However, most of society is simply not active. Most of society would never
pick up any pitchforks one way or the other, without things getting REALLY
bad. At some point a highly motivated minority of the population (but still a
lot of people) basically needs to make the change for everyone. I'm not saying
that's right or wrong, just saying what seems to be the case.

------
brudgers
This has been the default position of US government across administrations at
least since the 1976 Arms Export Control Act. Nothing has changed except that
"the terrorists" have replaced "the communists".

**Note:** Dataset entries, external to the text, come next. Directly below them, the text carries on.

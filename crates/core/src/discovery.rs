//! Host and environment discovery
//!
//! Backs the `hosts`, `history`, `kubectxt`, `localnet` and `probe_kubectxt`
//! commands. Everything here runs on the gateway machine through one-shot
//! processes, never through the per-host sessions. Collaborator scripts are
//! opaque: they must print a single JSON document on stdout.

use std::path::PathBuf;
use std::process::Stdio;
use std::sync::LazyLock;

use regex::Regex;
use serde::{Deserialize, Serialize};
use serde_json::Value;
use tokio::process::Command;
use tracing::debug;
use wurm_protocol::LOCAL_HOST;

use crate::error::{Error, Result};

static VALID_IP: LazyLock<Regex> = LazyLock::new(|| {
	Regex::new(r"^([a-zA-Z0-9]+@)?(([0-9]|[1-9][0-9]|1[0-9]{2}|2[0-4][0-9]|25[0-5])\.){3}([0-9]|[1-9][0-9]|1[0-9]{2}|2[0-4][0-9]|25[0-5])$").unwrap()
});

static VALID_HOSTNAME: LazyLock<Regex> = LazyLock::new(|| {
	Regex::new(r"^([a-zA-Z0-9]+@)?(([a-zA-Z0-9]|[a-zA-Z0-9][a-zA-Z0-9\-]*[a-zA-Z0-9])\.)*([A-Za-z0-9]|[A-Za-z0-9][A-Za-z0-9\-]*[A-Za-z0-9])$").unwrap()
});

static SSH_PROCESS_PREFIX: LazyLock<Regex> = LazyLock::new(|| Regex::new(r"^[0-9]+ +ssh +").unwrap());

/// Returns true for `[user@]hostname` or `[user@]ipv4` targets.
pub fn is_valid_target(target: &str) -> bool {
	target.len() > 1 && (VALID_HOSTNAME.is_match(target) || VALID_IP.is_match(target))
}

/// External commands used for discovery.
#[derive(Debug, Clone, PartialEq, Eq, Serialize, Deserialize)]
#[serde(rename_all = "camelCase", default)]
pub struct DiscoveryConfig {
	/// Shell history scanned for ssh targets. Defaults to `~/.bash_history`.
	pub history_file: Option<PathBuf>,
	/// Number of trailing ssh history entries considered.
	pub history_limit: usize,
	/// kubectl binary.
	pub kubectl: String,
	/// Local network discovery script (program and arguments).
	pub localnet_command: Vec<String>,
	/// Namespace discovery script; `<context>/<namespace>` is appended.
	pub namespace_command: Vec<String>,
}

impl Default for DiscoveryConfig {
	fn default() -> Self {
		Self {
			history_file: None,
			history_limit: 50,
			kubectl: "kubectl".into(),
			localnet_command: vec!["node".into(), "scripts/local-network-discover.mjs".into()],
			namespace_command: vec!["node".into(), "scripts/kubernetes.mjs".into()],
		}
	}
}

/// Kubernetes contexts known to kubectl.
#[derive(Debug, Clone, PartialEq, Eq, Serialize, Deserialize)]
pub struct KubeContexts {
	pub contexts: Vec<String>,
	pub current: Option<String>,
}

#[derive(Debug, Clone, Default)]
pub struct Discovery {
	config: DiscoveryConfig,
}

impl Discovery {
	pub fn new(config: DiscoveryConfig) -> Self {
		Self { config }
	}

	/// Hosts with a running interactive ssh client, plus the local host.
	pub async fn hosts(&self) -> Result<Vec<String>> {
		let output = Command::new("pgrep")
			.args(["-fla", "^ssh "])
			.stdin(Stdio::null())
			.output()
			.await
			.map_err(|e| Error::discovery("pgrep", e))?;

		// pgrep exits 1 when nothing matched.
		if !output.status.success() && output.status.code() != Some(1) {
			return Err(Error::discovery("pgrep", String::from_utf8_lossy(&output.stderr).trim()));
		}

		Ok(parse_ssh_processes(&String::from_utf8_lossy(&output.stdout)))
	}

	/// Recent ssh targets from the shell history, sorted and deduplicated.
	pub async fn history(&self) -> Result<Vec<String>> {
		let Some(path) = self.config.history_file.clone().or_else(|| dirs::home_dir().map(|home| home.join(".bash_history"))) else {
			return Ok(Vec::new());
		};
		let content = match tokio::fs::read(&path).await {
			Ok(bytes) => String::from_utf8_lossy(&bytes).into_owned(),
			Err(err) if err.kind() == std::io::ErrorKind::NotFound => {
				debug!(target = "wurm.gateway", path = %path.display(), "no shell history");
				return Ok(Vec::new());
			}
			Err(err) => return Err(err.into()),
		};
		Ok(parse_history(&content, self.config.history_limit))
	}

	/// Contexts from the local kubeconfig and the current one.
	pub async fn kube_contexts(&self) -> Result<KubeContexts> {
		let kubectl = &self.config.kubectl;
		let names = run_collaborator(kubectl, ["config", "get-contexts", "-o", "name"]).await?;
		let contexts = names.lines().map(str::trim).filter(|l| !l.is_empty()).map(String::from).collect();
		// Having no current context is not an error.
		let current = run_collaborator(kubectl, ["config", "current-context"])
			.await
			.ok()
			.map(|c| c.trim().to_string())
			.filter(|c| !c.is_empty());
		Ok(KubeContexts { contexts, current })
	}

	/// Output of the local network discovery script.
	pub async fn local_network(&self) -> Result<Value> {
		run_json_script(&self.config.localnet_command, None).await
	}

	/// Workloads of one namespace, from the namespace discovery script.
	pub async fn kube_namespace(&self, context: &str, namespace: &str) -> Result<Value> {
		run_json_script(&self.config.namespace_command, Some(format!("{context}/{namespace}"))).await
	}
}

/// Extracts ssh targets from `pgrep -fla` output and appends the local host.
pub fn parse_ssh_processes(stdout: &str) -> Vec<String> {
	let mut hosts: Vec<String> = Vec::new();
	for line in stdout.lines() {
		let target = SSH_PROCESS_PREFIX.replace(line.trim(), "");
		if is_valid_target(&target) && !hosts.iter().any(|h| *h == target) {
			hosts.push(target.into_owned());
		}
	}
	if !hosts.iter().any(|h| h == LOCAL_HOST) {
		hosts.push(LOCAL_HOST.to_string());
	}
	hosts
}

/// Picks `ssh <target>` lines, keeps the last `limit`, sorts, dedups, validates.
pub fn parse_history(content: &str, limit: usize) -> Vec<String> {
	let targets: Vec<&str> = content
		.lines()
		.filter_map(|line| {
			let mut words = line.split_whitespace();
			match (words.next(), words.next()) {
				(Some("ssh"), Some(target)) if target.starts_with(|c: char| c.is_ascii_lowercase() || c.is_ascii_digit()) => {
					Some(target)
				}
				_ => None,
			}
		})
		.collect();

	let mut recent: Vec<String> = targets[targets.len().saturating_sub(limit)..]
		.iter()
		.filter(|target| is_valid_target(target))
		.map(|target| target.to_string())
		.collect();
	recent.sort();
	recent.dedup();
	recent
}

async fn run_collaborator<I, S>(program: &str, args: I) -> Result<String>
where
	I: IntoIterator<Item = S>,
	S: AsRef<std::ffi::OsStr>,
{
	let output = Command::new(program)
		.args(args)
		.stdin(Stdio::null())
		.output()
		.await
		.map_err(|e| Error::discovery(program, e))?;

	if !output.status.success() {
		let stderr = String::from_utf8_lossy(&output.stderr);
		return Err(Error::discovery(program, format!("{}: {}", output.status, stderr.trim())));
	}
	Ok(String::from_utf8_lossy(&output.stdout).into_owned())
}

async fn run_json_script(command: &[String], extra: Option<String>) -> Result<Value> {
	let Some((program, args)) = command.split_first() else {
		return Err(Error::discovery("", "no discovery command configured"));
	};
	let stdout = run_collaborator(program, args.iter().cloned().chain(extra)).await?;
	serde_json::from_str(&stdout).map_err(|e| Error::parse(program.clone(), e))
}

#[cfg(test)]
mod tests {
	use std::io::Write;

	use tempfile::NamedTempFile;

	use super::*;

	#[test]
	fn target_validation() {
		assert!(is_valid_target("web1"));
		assert!(is_valid_target("admin@db-2.example.org"));
		assert!(is_valid_target("10.0.0.254"));
		assert!(!is_valid_target("-oProxyCommand=x"));
		assert!(!is_valid_target("web1 -p 22"));
		assert!(!is_valid_target("x"));
	}

	#[test]
	fn ssh_processes_become_hosts() {
		let stdout = "1201 ssh web1\n1202 ssh admin@10.0.0.7\n1203 ssh -L 8080:localhost:80 web2\n1204 ssh web1\n";
		assert_eq!(parse_ssh_processes(stdout), vec!["web1", "admin@10.0.0.7", "localhost"]);
		assert_eq!(parse_ssh_processes(""), vec!["localhost"]);
	}

	#[test]
	fn history_keeps_recent_sorted_unique_targets() {
		let mut content = String::from("ls -la\nssh -A bastion\nssh Upper\n");
		for i in 0..60 {
			content.push_str(&format!("ssh host{i}\n"));
		}
		content.push_str("ssh web1\nssh web1\n");

		let hosts = parse_history(&content, 50);
		assert!(hosts.windows(2).all(|w| w[0] < w[1]));
		assert!(hosts.contains(&"web1".to_string()));
		assert!(!hosts.contains(&"host0".to_string()));
		assert!(!hosts.iter().any(|h| h.starts_with('-') || h == "Upper"));
		assert!(hosts.len() <= 50);
	}

	#[tokio::test]
	async fn history_reads_configured_file() {
		let mut file = NamedTempFile::new().unwrap();
		writeln!(file, "ssh db1\nssh web1\nssh db1").unwrap();
		let discovery = Discovery::new(DiscoveryConfig {
			history_file: Some(file.path().to_path_buf()),
			..DiscoveryConfig::default()
		});
		assert_eq!(discovery.history().await.unwrap(), vec!["db1", "web1"]);
	}

	#[tokio::test]
	async fn missing_history_is_empty() {
		let discovery = Discovery::new(DiscoveryConfig {
			history_file: Some("/nonexistent/.bash_history".into()),
			..DiscoveryConfig::default()
		});
		assert!(discovery.history().await.unwrap().is_empty());
	}

	#[tokio::test]
	async fn script_output_must_be_json() {
		let discovery = Discovery::new(DiscoveryConfig {
			localnet_command: vec!["echo".into(), "not json".into()],
			namespace_command: vec!["echo".into()],
			..DiscoveryConfig::default()
		});
		assert!(matches!(discovery.local_network().await, Err(Error::Parse { .. })));

		let discovery = Discovery::new(DiscoveryConfig {
			namespace_command: vec!["printf".into(), r#"{"id":"%s"}"#.into()],
			..DiscoveryConfig::default()
		});
		let value = discovery.kube_namespace("prod", "web").await.unwrap();
		assert_eq!(value["id"], "prod/web");
	}

	#[tokio::test]
	async fn failing_collaborator_is_a_discovery_error() {
		let discovery = Discovery::new(DiscoveryConfig {
			localnet_command: vec!["false".into()],
			kubectl: "/nonexistent/kubectl".into(),
			..DiscoveryConfig::default()
		});
		assert!(matches!(discovery.local_network().await, Err(Error::Discovery { .. })));
		assert!(matches!(discovery.kube_contexts().await, Err(Error::Discovery { .. })));
	}
}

It doesn't matter who says it.

------
jonathanmh
I honestly didn't expect this to be seen. /me is humbled and reading comments

------
Mandatum
If law was adopted to require backdoors - those who are privacy conscious
would simply move their data to countries that allow for strong encryption as
well as deniability.

It'd still pose an issue for when people are accessing their data, however
depending on your setup this will be very hard to prove from a third-parties
perspective given ample security precautions taken (ie using an offshore VPN
all the time, data never full accessed locally).

For larger tech companies, I'd assume setup of a new company structure
offshore and sensitive data handling to be "outsourced" offshore too (ie parts
of the EU, other OECD countries).

------
1024core
I hate it when leaders get all upset when the balance is shifted away from
them, and yet are perfectly fine when the balance tilts in their favor.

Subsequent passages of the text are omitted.